Our shared experience of human weakness, however, should in some discernible way temper our response to Mr. Williams, yet it appears to have had little effect. As much as Mr. Williams is the protagonist in the middle of his third act, it is also true that there is a powerful antagonist at work. In the days immediately following the disclosure, a self-righteous mob of torch-bearing Twitter-azzi and latter-day Thomas Putnams were intent on immolating Mr. Williams. They have very nearly succeeded. Rather conveniently, the phrase “off with his head” contains fewer than 140 characters.
This all seems very familiar, doesn’t it? As David Brooks noted in his column in The New York Times on Feb. 10, nowadays “when somebody violates a public trust, we try to purge and ostracize him. A sort of coliseum culture takes over, leaving no place for mercy.... The pounding cry for resignation builds until capitulation comes.”
But is this public shaming a proportionate response? Must every misstep by a public figure result in this kind of behavior, from which so many of us seem to draw such perverse satisfaction? The answer, of course, is no, and there is a way to stop it. As René Girard, the Franco-American literary critic, has observed, it is only forgiveness “that is capable of stopping once and for all the spiral of reprisals, which of course are sometimes interrupted by unanimous expulsions, but violently and only temporarily.” In other words, tempering our judgment with mercy is the only way to stop the orgy of public shaming that needlessly destroys lives and communities.

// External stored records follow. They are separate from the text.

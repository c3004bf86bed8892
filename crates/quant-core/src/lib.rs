//! Two-pass color quantization core: stride-aware pixel buffers, the
//! quantization engine, and the pluggable palette strategies.

pub mod bitmap;
pub mod engine;
pub mod neuquant;
pub mod octree;
pub mod strategy;

pub use bitmap::{widen_to_bgra, Bitmap, PixelReader, PixelWriter};
pub use engine::QuantizeEngine;
pub use neuquant::NeuQuantStrategy;
pub use octree::OctreeStrategy;
pub use strategy::{ExactPalette, PaletteStrategy};
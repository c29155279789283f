use futures::Future;
use std::sync::Arc;
use tokio::sync::Semaphore;
use tokio_util::sync::CancellationToken;

/// Bounded pool for page fetches.
///
/// Clones share the same permits and cancellation token. Dropping the last
/// clone cancels every fetch that has not settled yet.
#[derive(Clone)]
pub struct TaskPool {
    inner: Arc<PoolInner>,
}

struct PoolInner {
    semaphore: Arc<Semaphore>,
    cancel_token: CancellationToken,
}

impl TaskPool {
    pub fn new(n_tasks: usize) -> TaskPool {
        TaskPool {
            inner: Arc::new(PoolInner {
                semaphore: Arc::new(Semaphore::new(n_tasks)),
                cancel_token: CancellationToken::new(),
            }),
        }
    }

    /// Spawn `func` once a permit is free. Must be called from within a
    /// tokio runtime.
    pub fn execute<F, T>(&self, func: F)
    where
        F: Future<Output = T> + Send + 'static,
        T: Send,
    {
        let semaphore = self.inner.semaphore.clone();
        let token = self.inner.cancel_token.clone();
        tokio::spawn(async move {
            let main = async {
                let Ok(_permit) = semaphore.acquire().await else {
                    return;
                };
                func.await;
            };

            // Task first: pooled fetches settle their own cancellation
            tokio::select! {
                biased;
                () = main => {},
                () = token.cancelled() => {
                    log::debug!("Pooled task cancelled before completion");
                }
            }
        });
    }

    /// Token that fires when the pool shuts down. Tasks that settle
    /// through a channel watch it to report their own cancellation.
    pub fn cancellation_token(&self) -> CancellationToken {
        self.inner.cancel_token.clone()
    }

    pub fn is_cancelled(&self) -> bool {
        self.inner.cancel_token.is_cancelled()
    }

    /// Cancel running tasks and refuse new permits.
    pub fn shutdown(&self) {
        log::info!("Shutting down task pool");
        self.inner.semaphore.close();
        self.inner.cancel_token.cancel();
    }
}

impl Drop for PoolInner {
    fn drop(&mut self) {
        self.semaphore.close();
        self.cancel_token.cancel();
    }
}

impl std::fmt::Debug for TaskPool {
    fn fmt(&self, f: &mut std::fmt::Formatter<'_>) -> std::fmt::Result {
        f.debug_struct("TaskPool")
            .field("available_permits", &self.inner.semaphore.available_permits())
            .field("cancelled", &self.inner.cancel_token.is_cancelled())
            .finish()
    }
}
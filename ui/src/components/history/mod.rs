pub mod component;
pub mod event_handling;
pub mod rendering;

pub use component::{HistoryView, PaginatedHistory};
pub use rendering::{HistoryAreas, split_history_area};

Perhaps we should also bear this in mind as we consider the life of Blessed Junípero Serra, as Jim McDermott, S.J., writes in this issue. The fact that Blessed Junípero was a flawed human being, beset by some of the more odious prejudices of his time, does not mean that his legacy is irredeemable. The chief requirement for sainthood is holiness, not perfection, and those two are in no way the same thing for us mere creatures.
At press time, it appears that Bill O’Reilly, the Fox News host, is being readied for the sacrificial pyre. Slate’s headline on Feb. 22 was so familiar it’s practically a cliché: “Seven CBS Staffers Discredit Bill O’Reilly’s ‘War Zone’ Claims.” Here we go again. I have no idea what Mr. O’Reilly did or didn’t do; I’m not even sure that I care. But I do know that whatever happens during this latest round of scarlet lettering, we would do well to remember, as David Brooks wrote, that “the civic fabric would be stronger if, instead of trying to sever relationships with those who have done wrong, we tried to repair them, if we tried forgiveness instead of exiling.”
“Public Shaming Gives Way to Public Forgiveness”; now that would be breaking news.